Exercise. Set the records down once more so that they match the source word for word.

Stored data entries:
use ordered_float::OrderedFloat;
use scryer_modular_bitfield::prelude::*;

use std::fmt;
use std::mem;

/// An interned constant. The index refers to an external symbol table the
/// execution core never inspects.
#[derive(Debug, Clone, Copy, PartialEq, Eq, PartialOrd, Ord, Hash)]
pub struct Atom(pub u32);

/// An opaque index into the code area. The core stores and compares these
/// but never dereferences them.
#[derive(Debug, Clone, Copy, PartialEq, Eq, Hash)]
pub struct CodePtr(pub usize);

/// A functor name paired with its arity, packed into a single word so it can
/// serve both as a structure header cell and as a dispatch-table key.
#[bitfield]
#[repr(u64)]
#[derive(Clone, Copy, Debug, PartialEq, Eq, Hash)]
pub struct FunctorArity {
    pub arity: B12,
    pub functor: B52,
}

impl FunctorArity {
    pub fn build_with(functor: Atom, arity: usize) -> Self {
        FunctorArity::new()
            .with_arity(arity as u16)
            .with_functor(functor.0 as u64)
    }

    #[inline]
    pub fn get_functor(self) -> Atom {
        Atom(self.functor() as u32)
    }

    #[inline]
    pub fn get_arity(self) -> usize {
        self.arity() as usize
    }

    #[inline]
    pub fn as_key(self) -> i64 {
        u64::from(self) as i64
    }
}

/// The address of a bindable cell, tagged with the region it lives in.
///
/// The derived ordering is total and doubles as an age order: every heap
/// cell is older than every local-stack cell, and within a region a lower
/// index is older. Binding always directs the younger variable at the older
/// one so that backtracking can never resurrect a dangling reference.
#[derive(Debug, Clone, Copy, PartialEq, Eq, PartialOrd, Ord, Hash)]
pub enum Addr {
    Heap(usize),
    Stack(usize),
}

impl Addr {
    #[inline]
    pub fn offset(self, n: usize) -> Addr {
        match self {
            Addr::Heap(h) => Addr::Heap(h + n),
            Addr::Stack(s) => Addr::Stack(s + n),
        }
    }

    #[inline]
    pub fn is_stack(self) -> bool {
        matches!(self, Addr::Stack(_))
    }
}

impl fmt::Display for Addr {
    fn fmt(&self, f: &mut fmt::Formatter) -> fmt::Result {
        match self {
            Addr::Heap(h) => write!(f, "H[{h}]"),
            Addr::Stack(s) => write!(f, "L[{s}]"),
        }
    }
}

/// The tag of a [`Word`], on its own.
#[derive(Debug, Clone, Copy, PartialEq, Eq, Hash)]
pub enum Tag {
    Ref,
    Atm,
    Int,
    Flt,
    Lis,
    Stc,
    Fdv,
    Fun,
    F64,
}

/// A tagged machine word, the unit of both memory regions.
///
/// `Ref` is a reference to a bindable cell; a cell containing a `Ref` to its
/// own address is an unbound variable. `Flt`, `Lis` and `Stc` carry the heap
/// index of their payload: the boxed `F64` cell, the car (cdr at the next
/// cell), and the `Fun` header (arguments at the following cells). `Fdv` is
/// an opaque finite-domain variable handle owned by the external solver.
/// `Fun` and `F64` only ever appear inside heap payloads, never as operands.
#[derive(Debug, Clone, Copy, PartialEq, Eq, Hash)]
pub enum Word {
    Ref(Addr),
    Atm(Atom),
    Int(i64),
    Flt(usize),
    Lis(usize),
    Stc(usize),
    Fdv(usize),
    Fun(FunctorArity),
    F64(OrderedFloat<f64>),
}

// two machine words: the niched Addr discriminant folds into Word's own
const_assert!(mem::size_of::<Word>() == 16);

impl Word {
    #[inline]
    pub fn tag(self) -> Tag {
        match self {
            Word::Ref(_) => Tag::Ref,
            Word::Atm(_) => Tag::Atm,
            Word::Int(_) => Tag::Int,
            Word::Flt(_) => Tag::Flt,
            Word::Lis(_) => Tag::Lis,
            Word::Stc(_) => Tag::Stc,
            Word::Fdv(_) => Tag::Fdv,
            Word::Fun(_) => Tag::Fun,
            Word::F64(_) => Tag::F64,
        }
    }

    /// The address of a `Ref` word. Meaningful on a dereferenced word, where
    /// any remaining `Ref` is an unbound variable.
    #[inline]
    pub fn as_var(self) -> Option<Addr> {
        match self {
            Word::Ref(a) => Some(a),
            _ => None,
        }
    }

    /// An unbound variable cell for the given address.
    #[inline]
    pub fn unbound(a: Addr) -> Word {
        Word::Ref(a)
    }
}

Answer area.
use ordered_float::OrderedFloat;
use scryer_modular_bitfield::prelude::*;

use std::fmt;
use std::mem;

/// An interned constant. The index refers to an external symbol table the
/// execution core never inspects.
#[derive(Debug, Clone, Copy, PartialEq, Eq, PartialOrd, Ord, Hash)]
pub struct Atom(pub u32);

/// An opaque index into the code area. The core stores and compares these
/// but never dereferences them.
#[derive(Debug, Clone, Copy, PartialEq, Eq, Hash)]
pub struct CodePtr(pub usize);

/// A functor name paired with its arity, packed into a single word so it can
/// serve both as a structure header cell and as a dispatch-table key.
#[bitfield]
#[repr(u64)]
#[derive(Clone, Copy, Debug, PartialEq, Eq, Hash)]
pub struct FunctorArity {
    pub arity: B12,
    pub functor: B52,
}

impl FunctorArity {
    pub fn build_with(functor: Atom, arity: usize) -> Self {
        FunctorArity::new()
            .with_arity(arity as u16)
            .with_functor(functor.0 as u64)
    }

    #[inline]
    pub fn get_functor(self) -> Atom {
        Atom(self.functor() as u32)
    }

    #[inline]
    pub fn get_arity(self) -> usize {
        self.arity() as usize
    }

    #[inline]
    pub fn as_key(self) -> i64 {
        u64::from(self) as i64
    }
}

/// The address of a bindable cell, tagged with the region it lives in.
///
/// The derived ordering is total and doubles as an age order: every heap
/// cell is older than every local-stack cell, and within a region a lower
/// index is older. Binding always directs the younger variable at the older
/// one so that backtracking can never resurrect a dangling reference.
#[derive(Debug, Clone, Copy, PartialEq, Eq, PartialOrd, Ord, Hash)]
pub enum Addr {
    Heap(usize),
    Stack(usize),
}

impl Addr {
    #[inline]
    pub fn offset(self, n: usize) -> Addr {
        match self {
            Addr::Heap(h) => Addr::Heap(h + n),
            Addr::Stack(s) => Addr::Stack(s + n),
        }
    }

    #[inline]
    pub fn is_stack(self) -> bool {
        matches!(self, Addr::Stack(_))
    }
}

impl fmt::Display for Addr {
    fn fmt(&self, f: &mut fmt::Formatter) -> fmt::Result {
        match self {
            Addr::Heap(h) => write!(f, "H[{h}]"),
            Addr::Stack(s) => write!(f, "L[{s}]"),
        }
    }
}

/// The tag of a [`Word`], on its own.
#[derive(Debug, Clone, Copy, PartialEq, Eq, Hash)]
pub enum Tag {
    Ref,
    Atm,
    Int,
    Flt,
    Lis,
    Stc,
    Fdv,
    Fun,
    F64,
}

/// A tagged machine word, the unit of both memory regions.
///
/// `Ref` is a reference to a bindable cell; a cell containing a `Ref` to its
/// own address is an unbound variable. `Flt`, `Lis` and `Stc` carry the heap
/// index of their payload: the boxed `F64` cell, the car (cdr at the next
/// cell), and the `Fun` header (arguments at the following cells). `Fdv` is
/// an opaque finite-domain variable handle owned by the external solver.
/// `Fun` and `F64` only ever appear inside heap payloads, never as operands.
#[derive(Debug, Clone, Copy, PartialEq, Eq, Hash)]
pub enum Word {
    Ref(Addr),
    Atm(Atom),
    Int(i64),
    Flt(usize),
    Lis(usize),
    Stc(usize),
    Fdv(usize),
    Fun(FunctorArity),
    F64(OrderedFloat<f64>),
}

// two machine words: the niched Addr discriminant folds into Word's own
const_assert!(mem::size_of::<Word>() == 16);

impl Word {
    #[inline]
    pub fn tag(self) -> Tag {
        match self {
            Word::Ref(_) => Tag::Ref,
            Word::Atm(_) => Tag::Atm,
            Word::Int(_) => Tag::Int,
            Word::Flt(_) => Tag::Flt,
            Word::Lis(_) => Tag::Lis,
            Word::Stc(_) => Tag::Stc,
            Word::Fdv(_) => Tag::Fdv,
            Word::Fun(_) => Tag::Fun,
            Word::F64(_) => Tag::F64,
        }
    }

    /// The address of a `Ref` word. Meaningful on a dereferenced word, where
    /// any remaining `Ref` is an unbound variable.
    #[inline]
    pub fn as_var(self) -> Option<Addr> {
        match self {
            Word::Ref(a) => Some(a),
            _ => None,
        }
    }

    /// An unbound variable cell for the given address.
    #[inline]
    pub fn unbound(a: Addr) -> Word {
        Word::Ref(a)
    }
}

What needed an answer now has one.